AIM OF THE EXERCISE - Read the lines of the data below and retrieve those with "SessionError".

LISTED RECORDS -
============================================================
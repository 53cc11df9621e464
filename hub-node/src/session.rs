//! UDP session runtime: one socket, a listener task and a heartbeat task around a shared
//! `HubCore`. Teardown flips a watch flag that every task checks at its next wake.

use std::net::SocketAddr;
use std::sync::Arc;
use std::time::{Duration, Instant};

use anyhow::{Context, Result};
use hub_core::{HubCore, HubEvent, OutboundAction, SessionError, SessionEvents};
use tokio::net::UdpSocket;
use tokio::sync::{mpsc, watch, Mutex};
use tracing::{debug, info, warn};

/// Gap between consecutive FILE datagrams.
pub const FILE_PACING: Duration = Duration::from_millis(10);

/// Time the MIGRATE broadcast gets before the old host leaves.
pub const MIGRATE_GRACE: Duration = Duration::from_millis(300);

const RECV_BUFFER: usize = 65_535;

/// Forwards core events to the front end over a channel.
pub struct ChannelEvents(mpsc::UnboundedSender<HubEvent>);

impl ChannelEvents {
    pub fn new(tx: mpsc::UnboundedSender<HubEvent>) -> Self {
        Self(tx)
    }
}

impl SessionEvents for ChannelEvents {
    fn emit(&mut self, event: HubEvent) {
        // Receiver gone means the front end is shutting down.
        let _ = self.0.send(event);
    }
}

/// Handle to a running session. Cheap to clone; all clones drive the same core and socket.
#[derive(Clone)]
pub struct Session {
    core: Arc<Mutex<HubCore>>,
    socket: Arc<UdpSocket>,
    stop: Arc<watch::Sender<bool>>,
}

impl Session {
    /// Bind `port` on all interfaces and open a room there.
    pub async fn host(
        mut core: HubCore,
        name: &str,
        port: u16,
        password: &str,
        room_code: Option<String>,
    ) -> Result<Session> {
        let socket = UdpSocket::bind(("0.0.0.0", port))
            .await
            .with_context(|| format!("binding UDP port {port}"))?;
        let local_port = socket.local_addr()?.port();
        let actions = core.start_host(name, password, room_code, local_port, Instant::now())?;
        Ok(Self::launch(core, socket, actions).await)
    }

    /// Bind an ephemeral port and send JOIN to `target`.
    pub async fn join(mut core: HubCore, target: SocketAddr, password: &str) -> Result<Session> {
        let socket = UdpSocket::bind(("0.0.0.0", 0))
            .await
            .context("binding UDP socket")?;
        let local_port = socket.local_addr()?.port();
        let actions = core.start_peer(target, password, local_port)?;
        Ok(Self::launch(core, socket, actions).await)
    }

    async fn launch(core: HubCore, socket: UdpSocket, actions: Vec<OutboundAction>) -> Session {
        let interval = core.config().heartbeat_interval;
        let (stop, _) = watch::channel(false);
        let session = Session {
            core: Arc::new(Mutex::new(core)),
            socket: Arc::new(socket),
            stop: Arc::new(stop),
        };
        tokio::spawn(listen_loop(session.clone()));
        tokio::spawn(heartbeat_loop(session.clone(), interval));
        session.perform(actions, Duration::ZERO).await;
        session
    }

    pub fn local_addr(&self) -> std::io::Result<SocketAddr> {
        self.socket.local_addr()
    }

    /// Resolves once the session has ended, locally or remotely.
    pub async fn closed(&self) {
        let mut rx = self.stop.subscribe();
        // The sender lives as long as `self`, so this only returns once the flag is set.
        let _ = rx.wait_for(|stopped| *stopped).await;
    }

    #[cfg(test)]
    pub(crate) fn is_closed(&self) -> bool {
        *self.stop.borrow()
    }

    /// Run a core operation and send what it produced.
    pub async fn apply<F>(&self, op: F) -> Result<(), SessionError>
    where
        F: FnOnce(&mut HubCore) -> Result<Vec<OutboundAction>, SessionError>,
    {
        self.apply_paced(op, Duration::ZERO).await
    }

    /// Like `apply`, with `pace` between datagrams. The core is not held while sending.
    pub async fn apply_paced<F>(&self, op: F, pace: Duration) -> Result<(), SessionError>
    where
        F: FnOnce(&mut HubCore) -> Result<Vec<OutboundAction>, SessionError>,
    {
        let actions = {
            let mut core = self.core.lock().await;
            op(&mut core)?
        };
        self.perform(actions, pace).await;
        Ok(())
    }

    /// Read or tweak the core without sending anything.
    pub async fn with_core<R>(&self, f: impl FnOnce(&mut HubCore) -> R) -> R {
        let mut core = self.core.lock().await;
        f(&mut core)
    }

    /// Hand the room to the secondary host, give MIGRATE time to land, then leave.
    pub async fn migrate(&self) -> Result<(), SessionError> {
        self.apply(|core| core.migrate()).await?;
        tokio::time::sleep(MIGRATE_GRACE).await;
        self.shutdown().await;
        Ok(())
    }

    /// Send LEAVE and stop every task.
    pub async fn shutdown(&self) {
        let actions = self.core.lock().await.shutdown();
        self.perform(actions, Duration::ZERO).await;
        self.stop.send_replace(true);
    }

    /// Stop the tasks without telling anyone, as if the process died.
    #[cfg(test)]
    pub(crate) fn halt(&self) {
        self.stop.send_replace(true);
    }

    async fn perform(&self, actions: Vec<OutboundAction>, pace: Duration) {
        for action in actions {
            match action {
                OutboundAction::Send(to, bytes) => {
                    if let Err(e) = self.socket.send_to(&bytes, to).await {
                        debug!(%to, error = %e, "send failed");
                    }
                    if !pace.is_zero() {
                        tokio::time::sleep(pace).await;
                    }
                }
                OutboundAction::Closed => {
                    info!("session closed");
                    self.stop.send_replace(true);
                }
            }
        }
    }
}

async fn listen_loop(session: Session) {
    let mut stop = session.stop.subscribe();
    let mut buf = vec![0u8; RECV_BUFFER];
    loop {
        tokio::select! {
            _ = async { let _ = stop.wait_for(|stopped| *stopped).await; } => break,
            received = session.socket.recv_from(&mut buf) => match received {
                Ok((n, from)) => {
                    let actions = session
                        .core
                        .lock()
                        .await
                        .on_datagram(from, &buf[..n], Instant::now());
                    session.perform(actions, Duration::ZERO).await;
                }
                // ICMP unreachable from a vanished peer surfaces here on some platforms.
                Err(e) if e.kind() == std::io::ErrorKind::ConnectionReset => {
                    debug!(error = %e, "ignoring reset");
                }
                Err(e) => {
                    warn!(error = %e, "receive failed, stopping listener");
                    break;
                }
            },
        }
    }
    debug!("listener stopped");
}

async fn heartbeat_loop(session: Session, interval: Duration) {
    let mut stop = session.stop.subscribe();
    let mut ticker = tokio::time::interval(interval);
    // The first tick fires immediately; the session was just started.
    ticker.tick().await;
    loop {
        tokio::select! {
            _ = async { let _ = stop.wait_for(|stopped| *stopped).await; } => break,
            _ = ticker.tick() => {
                let actions = session.core.lock().await.tick(Instant::now());
                session.perform(actions, Duration::ZERO).await;
            }
        }
    }
    debug!("heartbeat stopped");
}

#[cfg(test)]
mod tests {
    use super::*;
    use hub_core::{Config, MemoryHistory, ParticipantId, Profile, SessionRole};
    use tokio::time::timeout;

    const WAIT: Duration = Duration::from_secs(5);

    fn node(name: &str, config: Config) -> (HubCore, mpsc::UnboundedReceiver<HubEvent>) {
        let (tx, rx) = mpsc::unbounded_channel();
        let profile = Profile {
            identity: ParticipantId::new(format!("{name}-id")),
            nickname: name.to_owned(),
            bio: String::new(),
            avatar: String::new(),
        };
        let core = HubCore::new(
            config,
            profile,
            Box::new(ChannelEvents::new(tx)),
            Box::new(MemoryHistory::default()),
        );
        (core, rx)
    }

    async fn wait_for(
        rx: &mut mpsc::UnboundedReceiver<HubEvent>,
        mut pred: impl FnMut(&HubEvent) -> bool,
    ) -> HubEvent {
        timeout(WAIT, async {
            loop {
                match rx.recv().await {
                    Some(event) if pred(&event) => return event,
                    Some(_) => continue,
                    None => panic!("event channel closed"),
                }
            }
        })
        .await
        .expect("timed out waiting for event")
    }

    fn loopback(session: &Session) -> SocketAddr {
        let port = session.local_addr().unwrap().port();
        SocketAddr::from(([127, 0, 0, 1], port))
    }

    fn fast() -> Config {
        Config {
            heartbeat_interval: Duration::from_millis(20),
            timeout_limit: Duration::from_millis(100),
            host_loss_margin: Duration::from_millis(20),
            ..Config::default()
        }
    }

    #[tokio::test]
    async fn peer_joins_and_chats_over_udp() {
        let (host_core, mut host_rx) = node("host", Config::default());
        let host = Session::host(host_core, "lounge", 0, "pw", None).await.unwrap();

        let (peer_core, mut peer_rx) = node("alice", Config::default());
        let peer = Session::join(peer_core, loopback(&host), "pw").await.unwrap();

        let accepted = wait_for(&mut peer_rx, |e| matches!(e, HubEvent::RoomAccepted { .. })).await;
        let HubEvent::RoomAccepted { name, .. } = accepted else {
            unreachable!()
        };
        assert_eq!(name, "lounge");
        wait_for(&mut host_rx, |e| matches!(e, HubEvent::Notice(n) if n == "alice joined.")).await;

        peer.apply(|c| c.send_text("hello")).await.unwrap();
        wait_for(&mut host_rx, |e| {
            matches!(e, HubEvent::Chat { text, nickname, .. } if text == "hello" && nickname == "alice")
        })
        .await;

        host.shutdown().await;
        wait_for(&mut peer_rx, |e| matches!(e, HubEvent::Closed(r) if r == "Host closed the room.")).await;
        timeout(WAIT, peer.closed()).await.unwrap();
        assert!(host.is_closed());
    }

    #[tokio::test]
    async fn wrong_password_is_rejected_and_closes_peer() {
        let (host_core, _host_rx) = node("host", Config::default());
        let host = Session::host(host_core, "lounge", 0, "secret", None).await.unwrap();

        let (peer_core, mut peer_rx) = node("mallory", Config::default());
        let peer = Session::join(peer_core, loopback(&host), "guess").await.unwrap();

        wait_for(&mut peer_rx, |e| {
            matches!(e, HubEvent::Notice(n) if n.starts_with("Connection rejected"))
        })
        .await;
        timeout(WAIT, peer.closed()).await.unwrap();
        assert_eq!(host.with_core(|c| c.registry().len()).await, 1);
        host.shutdown().await;
    }

    #[tokio::test]
    async fn secondary_takes_over_when_host_dies() {
        let (host_core, mut host_rx) = node("host", fast());
        let host = Session::host(host_core, "lounge", 0, "", None).await.unwrap();
        let host_addr = loopback(&host);

        let (a_core, mut a_rx) = node("alice", fast());
        let a = Session::join(a_core, host_addr, "").await.unwrap();
        wait_for(&mut a_rx, |e| matches!(e, HubEvent::RoomAccepted { .. })).await;

        let (c_core, mut c_rx) = node("carol", fast());
        let c = Session::join(c_core, host_addr, "").await.unwrap();
        wait_for(&mut c_rx, |e| matches!(e, HubEvent::RoomAccepted { .. })).await;

        let alice = ParticipantId::new("alice-id");
        host.apply(|core| core.request_secondary(&alice)).await.unwrap();
        wait_for(&mut a_rx, |e| matches!(e, HubEvent::HostPrompt(_))).await;
        a.apply(|core| core.accept_secondary()).await.unwrap();
        wait_for(&mut host_rx, |e| {
            matches!(e, HubEvent::Notice(n) if n == "alice is now the Secondary Host.")
        })
        .await;
        timeout(WAIT, async {
            while c.with_core(|core| core.secondary().is_none()).await {
                tokio::time::sleep(Duration::from_millis(5)).await;
            }
        })
        .await
        .expect("designation never reached carol");

        host.halt();

        wait_for(&mut a_rx, |e| matches!(e, HubEvent::RoleChanged(SessionRole::PromotedHost))).await;
        let carol = ParticipantId::new("carol-id");
        timeout(WAIT, async {
            while !a.with_core(|core| core.registry().contains(&carol)).await {
                tokio::time::sleep(Duration::from_millis(5)).await;
            }
        })
        .await
        .expect("carol never rejoined alice");
        assert_eq!(c.with_core(|core| core.target()).await, Some(loopback(&a)));

        a.shutdown().await;
        c.shutdown().await;
    }
}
============================================================
SOLVED EXERCISE -
use hub_core::{HubCore, HubEvent, OutboundAction, SessionError, SessionEvents};
    pub async fn apply<F>(&self, op: F) -> Result<(), SessionError>
        F: FnOnce(&mut HubCore) -> Result<Vec<OutboundAction>, SessionError>,
    pub async fn apply_paced<F>(&self, op: F, pace: Duration) -> Result<(), SessionError>
        F: FnOnce(&mut HubCore) -> Result<Vec<OutboundAction>, SessionError>,
    pub async fn migrate(&self) -> Result<(), SessionError> {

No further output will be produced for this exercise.